Some people have been saying this for years. The UN Food and Agriculture Organisation published a report in 2006 called 'Livestock's Long Shadow', which states that the meat industry is “one of the most significant contributors to today’s most serious environmental problems" and that "urgent action is required to remedy the situation". Pastoral farming contributes around 18% of global GHG emissions - more than transport, and is probably the biggest sectoral contributor to water pollution. In NZ, of course, pastoral farming contributes around 50% of our GHG emissions.
To put that into perspective, Gidon Eshel and Pamela Martin of the University of Chicago have calculated that a vegan driving an SUV has a smaller carbon footprint than a meat eater on a bicycle.
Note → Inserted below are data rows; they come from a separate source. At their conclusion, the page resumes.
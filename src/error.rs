// Copyright (c) 2026 Arista Networks, Inc.
// Use of this source code is governed by the Apache License 2.0
// that can be found in the LICENSE file.

//! Error types for YAML parsing.
//!
//! Every syntax error carries the offending token's position and a short
//! message. User-facing formatting (line extraction, carets) is the
//! caller's responsibility.

use crate::token::Position;
use derive_more::Display;

/// The kind of parse error.
#[derive(Debug, Clone, PartialEq, Eq, Display)]
pub enum ErrorKind {
    /// Block scalar indicator followed by a bad option.
    #[display("invalid literal header")]
    InvalidLiteralHeader,

    /// A mapping key token where none is usable.
    #[display("unexpected mapping key. key is undefined")]
    MappingKeyUndefined,

    /// A plain-scalar key spanning multiple lines.
    #[display("unexpected key name")]
    UnexpectedKeyName,

    /// `key:` followed by a same-column scalar that is really a sibling
    /// key missing its colon.
    #[display("could not find expected ':' token")]
    ExpectedColon,

    /// A flow mapping element that is not a key/value pair.
    #[display("failed to parse flow mapping value node")]
    FlowMappingEntry,

    /// A flow collection with no closing `}` or `]`.
    #[display("unbalanced flow container")]
    UnbalancedFlow,

    /// A sibling mapping entry that parsed to neither a pair nor a
    /// mapping.
    #[display("failed to parse mapping value node. node is {_0}")]
    InvalidMappingValue(&'static str),

    /// `&` with nothing after it.
    #[display("unexpected anchor. anchor name is undefined")]
    AnchorNameUndefined,

    /// `&name` with no value following.
    #[display("unexpected anchor. anchor value is undefined")]
    AnchorValueUndefined,

    /// `*` with nothing after it.
    #[display("unexpected alias. alias name is undefined")]
    AliasNameUndefined,

    /// `- ` with no value following.
    #[display("sequence entry value is undefined")]
    SequenceValueUndefined,

    /// A directive with no value following.
    #[display("directive value is undefined")]
    DirectiveValueUndefined,

    /// A directive whose value is not followed by `---`.
    #[display("unexpected directive value. document not started")]
    DocumentNotStarted,

    /// `!tag` with no value following.
    #[display("tag value is undefined")]
    TagValueUndefined,

    /// A `|`/`>` header not followed by the block scalar body.
    #[display("unexpected token. required string token")]
    RequiredStringToken,
}

/// A syntax error with the offending token's position.
#[derive(Debug, Clone, PartialEq, Eq)]
pub struct ParseError {
    /// The kind of error.
    pub kind: ErrorKind,
    /// The position of the token the error refers to.
    pub position: Position,
}

impl ParseError {
    /// Create a new error at a position.
    #[must_use]
    pub const fn new(kind: ErrorKind, position: Position) -> Self {
        Self { kind, position }
    }
}

impl std::fmt::Display for ParseError {
    fn fmt(&self, f: &mut std::fmt::Formatter<'_>) -> std::fmt::Result {
        write!(f, "{}", self.kind)
    }
}

impl std::error::Error for ParseError {}

/// Any failure from the file-level entry point: a syntax error or the
/// I/O error that prevented reading the path.
#[derive(Debug)]
pub enum Error {
    /// A syntax error from parsing.
    Syntax(ParseError),
    /// An I/O error from reading a file.
    Io(std::io::Error),
}

impl std::fmt::Display for Error {
    fn fmt(&self, f: &mut std::fmt::Formatter<'_>) -> std::fmt::Result {
        match self {
            Self::Syntax(err) => write!(f, "{err}"),
            Self::Io(err) => write!(f, "{err}"),
        }
    }
}

impl std::error::Error for Error {
    fn source(&self) -> Option<&(dyn std::error::Error + 'static)> {
        match self {
            Self::Syntax(err) => Some(err),
            Self::Io(err) => Some(err),
        }
    }
}

impl From<ParseError> for Error {
    fn from(err: ParseError) -> Self {
        Self::Syntax(err)
    }
}

impl From<std::io::Error> for Error {
    fn from(err: std::io::Error) -> Self {
        Self::Io(err)
    }
}
//! Violation repository.

use std::sync::Arc;

use crate::entities::{Violation, violation};
use compliance_common::{AppError, AppResult};
use sea_orm::{
    ActiveModelTrait, ColumnTrait, DatabaseConnection, EntityTrait, QueryFilter, QueryOrder,
    sea_query::Expr,
};

/// Violation repository for database operations.
#[derive(Clone)]
pub struct ViolationRepository {
    db: Arc<DatabaseConnection>,
}

impl ViolationRepository {
    /// Create a new violation repository.
    #[must_use]
    pub const fn new(db: Arc<DatabaseConnection>) -> Self {
        Self { db }
    }

    /// Insert a new violation.
    pub async fn create(&self, model: violation::ActiveModel) -> AppResult<violation::Model> {
        model
            .insert(self.db.as_ref())
            .await
            .map_err(|e| AppError::Database(e.to_string()))
    }

    /// Find a violation by ID.
    pub async fn find_by_id(&self, id: &str) -> AppResult<Option<violation::Model>> {
        Violation::find_by_id(id)
            .one(self.db.as_ref())
            .await
            .map_err(|e| AppError::Database(e.to_string()))
    }

    /// Get a violation by ID, failing if it does not exist.
    pub async fn get_by_id(&self, id: &str) -> AppResult<violation::Model> {
        self.find_by_id(id)
            .await?
            .ok_or_else(|| AppError::NotFound(format!("Violation {id} not found")))
    }

    /// Get every violation, newest first.
    pub async fn find_all(&self) -> AppResult<Vec<violation::Model>> {
        Violation::find()
            .order_by_desc(violation::Column::CreatedAt)
            .all(self.db.as_ref())
            .await
            .map_err(|e| AppError::Database(e.to_string()))
    }

    /// Get violations reported by a staff account, newest first.
    pub async fn find_by_reporter(&self, reporter_id: &str) -> AppResult<Vec<violation::Model>> {
        Violation::find()
            .filter(violation::Column::ReportedBy.eq(reporter_id))
            .order_by_desc(violation::Column::CreatedAt)
            .all(self.db.as_ref())
            .await
            .map_err(|e| AppError::Database(e.to_string()))
    }

    /// Get violations filed against a student, newest first.
    pub async fn find_by_student(&self, student_id: &str) -> AppResult<Vec<violation::Model>> {
        Violation::find()
            .filter(violation::Column::StudentId.eq(student_id))
            .order_by_desc(violation::Column::CreatedAt)
            .all(self.db.as_ref())
            .await
            .map_err(|e| AppError::Database(e.to_string()))
    }

    /// Apply `changes` only if the stored revision still equals `expected_revision`.
    ///
    /// The revision is bumped in the same statement. When no row matches, the
    /// record is re-read to tell a lost race (`Conflict`) from a vanished
    /// record (`NotFound`).
    pub async fn update_if_revision(
        &self,
        id: &str,
        expected_revision: i64,
        changes: violation::ActiveModel,
    ) -> AppResult<violation::Model> {
        let result = Violation::update_many()
            .set(changes)
            .col_expr(
                violation::Column::Revision,
                Expr::col(violation::Column::Revision).add(1),
            )
            .filter(violation::Column::Id.eq(id))
            .filter(violation::Column::Revision.eq(expected_revision))
            .exec(self.db.as_ref())
            .await
            .map_err(|e| AppError::Database(e.to_string()))?;

        if result.rows_affected == 0 {
            return match self.find_by_id(id).await? {
                None => Err(AppError::NotFound(format!("Violation {id} not found"))),
                Some(current) => {
                    tracing::debug!(
                        violation_id = %id,
                        expected_revision,
                        current_revision = current.revision,
                        "Revision check failed"
                    );
                    Err(AppError::Conflict(format!(
                        "Violation {id} was modified concurrently (expected revision {expected_revision}, found {})",
                        current.revision
                    )))
                }
            };
        }

        self.get_by_id(id).await
    }
}

#[cfg(test)]
#[allow(clippy::unwrap_used)]
mod tests {
    use super::*;
    use crate::entities::violation::{Category, Priority, ViolationStatus};
    use chrono::{NaiveDate, Utc};
    use sea_orm::{DatabaseBackend, MockDatabase, MockExecResult, Set};

    fn create_test_violation(id: &str, revision: i64) -> violation::Model {
        violation::Model {
            id: id.to_string(),
            student_id: "STU001".to_string(),
            student_name: "Asha Rao".to_string(),
            department: "Computer Science".to_string(),
            category: Category::MissingIdBadge,
            description: "No badge at the library gate".to_string(),
            priority: Priority::Medium,
            status: ViolationStatus::Pending,
            due_date: NaiveDate::from_ymd_opt(2025, 3, 4).unwrap(),
            evidence_url: None,
            correction_url: None,
            rejection_reason: None,
            reported_by: "staff1".to_string(),
            verified_by: None,
            created_at: Utc::now().into(),
            acknowledged_at: None,
            corrected_at: None,
            verified_at: None,
            revision,
        }
    }

    fn acknowledge_changes() -> violation::ActiveModel {
        violation::ActiveModel {
            status: Set(ViolationStatus::Acknowledged),
            acknowledged_at: Set(Some(Utc::now().into())),
            ..Default::default()
        }
    }

    #[tokio::test]
    async fn test_find_by_student() {
        let v1 = create_test_violation("v1", 0);
        let v2 = create_test_violation("v2", 0);

        let db = Arc::new(
            MockDatabase::new(DatabaseBackend::Postgres)
                .append_query_results([[v1, v2]])
                .into_connection(),
        );

        let repo = ViolationRepository::new(db);
        let result = repo.find_by_student("STU001").await.unwrap();

        assert_eq!(result.len(), 2);
        assert_eq!(result[0].id, "v1");
    }

    #[tokio::test]
    async fn test_get_by_id_missing_is_not_found() {
        let db = Arc::new(
            MockDatabase::new(DatabaseBackend::Postgres)
                .append_query_results([Vec::<violation::Model>::new()])
                .into_connection(),
        );

        let repo = ViolationRepository::new(db);
        let result = repo.get_by_id("missing").await;

        assert!(matches!(result, Err(AppError::NotFound(_))));
    }

    #[tokio::test]
    async fn test_update_if_revision_applies() {
        let mut updated = create_test_violation("v1", 1);
        updated.status = ViolationStatus::Acknowledged;

        let db = Arc::new(
            MockDatabase::new(DatabaseBackend::Postgres)
                .append_exec_results([MockExecResult {
                    last_insert_id: 0,
                    rows_affected: 1,
                }])
                .append_query_results([[updated]])
                .into_connection(),
        );

        let repo = ViolationRepository::new(db);
        let result = repo
            .update_if_revision("v1", 0, acknowledge_changes())
            .await
            .unwrap();

        assert_eq!(result.revision, 1);
        assert_eq!(result.status, ViolationStatus::Acknowledged);
    }

    #[tokio::test]
    async fn test_update_if_revision_stale_is_conflict() {
        let current = create_test_violation("v1", 3);

        let db = Arc::new(
            MockDatabase::new(DatabaseBackend::Postgres)
                .append_exec_results([MockExecResult {
                    last_insert_id: 0,
                    rows_affected: 0,
                }])
                .append_query_results([[current]])
                .into_connection(),
        );

        let repo = ViolationRepository::new(db);
        let result = repo.update_if_revision("v1", 2, acknowledge_changes()).await;

        assert!(matches!(result, Err(AppError::Conflict(_))));
    }

    #[tokio::test]
    async fn test_update_if_revision_vanished_is_not_found() {
        let db = Arc::new(
            MockDatabase::new(DatabaseBackend::Postgres)
                .append_exec_results([MockExecResult {
                    last_insert_id: 0,
                    rows_affected: 0,
                }])
                .append_query_results([Vec::<violation::Model>::new()])
                .into_connection(),
        );

        let repo = ViolationRepository::new(db);
        let result = repo.update_if_revision("v1", 0, acknowledge_changes()).await;

        assert!(matches!(result, Err(AppError::NotFound(_))));
    }
}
Seen in this light, the claim that NZ farmers 'feed the world' is really a bunch of disingenuous crap. Intensively growing animal protein is enormously profitable, but is ecologically destablising and destructive. It also produces a fraction of the food that growing plants would produce. In my view New Zealand needs start planning how to move to a more plant based economy rather than continue to argue that we can't cut GHG emissions (or improve water quality) because there are very limited ways to reduce emissions from livestock. I have a very effective method: reduce their numbers.
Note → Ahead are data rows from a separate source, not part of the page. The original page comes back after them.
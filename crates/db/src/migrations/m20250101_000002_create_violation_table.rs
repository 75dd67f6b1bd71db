//! Create violation table migration.

use sea_orm_migration::prelude::*;

#[derive(DeriveMigrationName)]
pub struct Migration;

#[async_trait::async_trait]
impl MigrationTrait for Migration {
    async fn up(&self, manager: &SchemaManager) -> Result<(), DbErr> {
        manager
            .create_table(
                Table::create()
                    .table(Violation::Table)
                    .if_not_exists()
                    .col(ColumnDef::new(Violation::Id).string_len(32).not_null().primary_key())
                    .col(ColumnDef::new(Violation::StudentId).string_len(64).not_null())
                    .col(ColumnDef::new(Violation::StudentName).string_len(256).not_null())
                    .col(ColumnDef::new(Violation::Department).string_len(128).not_null())
                    .col(ColumnDef::new(Violation::Category).string_len(64).not_null())
                    .col(ColumnDef::new(Violation::Description).text().not_null())
                    .col(
                        ColumnDef::new(Violation::Priority)
                            .string_len(16)
                            .not_null()
                            .default("medium"),
                    )
                    .col(
                        ColumnDef::new(Violation::Status)
                            .string_len(32)
                            .not_null()
                            .default("pending"),
                    )
                    .col(ColumnDef::new(Violation::DueDate).date().not_null())
                    .col(ColumnDef::new(Violation::EvidenceUrl).string_len(1024))
                    .col(ColumnDef::new(Violation::CorrectionUrl).string_len(1024))
                    .col(ColumnDef::new(Violation::RejectionReason).text())
                    .col(ColumnDef::new(Violation::ReportedBy).string_len(32).not_null())
                    .col(ColumnDef::new(Violation::VerifiedBy).string_len(32))
                    .col(
                        ColumnDef::new(Violation::CreatedAt)
                            .timestamp_with_time_zone()
                            .not_null()
                            .default(Expr::current_timestamp()),
                    )
                    .col(ColumnDef::new(Violation::AcknowledgedAt).timestamp_with_time_zone())
                    .col(ColumnDef::new(Violation::CorrectedAt).timestamp_with_time_zone())
                    .col(ColumnDef::new(Violation::VerifiedAt).timestamp_with_time_zone())
                    .col(
                        ColumnDef::new(Violation::Revision)
                            .big_integer()
                            .not_null()
                            .default(0),
                    )
                    .foreign_key(
                        ForeignKey::create()
                            .name("fk_violation_reported_by")
                            .from(Violation::Table, Violation::ReportedBy)
                            .to(Account::Table, Account::Id),
                    )
                    .to_owned(),
            )
            .await?;

        // Index: reported_by (staff dashboard)
        manager
            .create_index(
                Index::create()
                    .name("idx_violation_reported_by")
                    .table(Violation::Table)
                    .col(Violation::ReportedBy)
                    .to_owned(),
            )
            .await?;

        // Index: student_id (student dashboard)
        manager
            .create_index(
                Index::create()
                    .name("idx_violation_student_id")
                    .table(Violation::Table)
                    .col(Violation::StudentId)
                    .to_owned(),
            )
            .await?;

        // Index: status
        manager
            .create_index(
                Index::create()
                    .name("idx_violation_status")
                    .table(Violation::Table)
                    .col(Violation::Status)
                    .to_owned(),
            )
            .await?;

        // Index: created_at
        manager
            .create_index(
                Index::create()
                    .name("idx_violation_created_at")
                    .table(Violation::Table)
                    .col(Violation::CreatedAt)
                    .to_owned(),
            )
            .await?;

        Ok(())
    }

    async fn down(&self, manager: &SchemaManager) -> Result<(), DbErr> {
        manager
            .drop_table(Table::drop().table(Violation::Table).to_owned())
            .await
    }
}

#[derive(Iden)]
enum Violation {
    Table,
    Id,
    StudentId,
    StudentName,
    Department,
    Category,
    Description,
    Priority,
    Status,
    DueDate,
    EvidenceUrl,
    CorrectionUrl,
    RejectionReason,
    ReportedBy,
    VerifiedBy,
    CreatedAt,
    AcknowledgedAt,
    CorrectedAt,
    VerifiedAt,
    Revision,
}

#[derive(Iden)]
enum Account {
    Table,
    Id,
}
This is heresy in this country, and in the UK too, it seems. The meat industry has reacted with outrage and disbelief to Sterns suggestions. Kind of like the way the British arms industry reacted to the campaign to ban land mines.
Good on Stern - I admire his willingness to speak up on this very sensitive issue. Interestingly he didn't go so far as to suggest veganism. I don't know about the UK, but here in Aotearoa the dairy industry is a lot more of an environmental problem than meat. Still, its a very good start.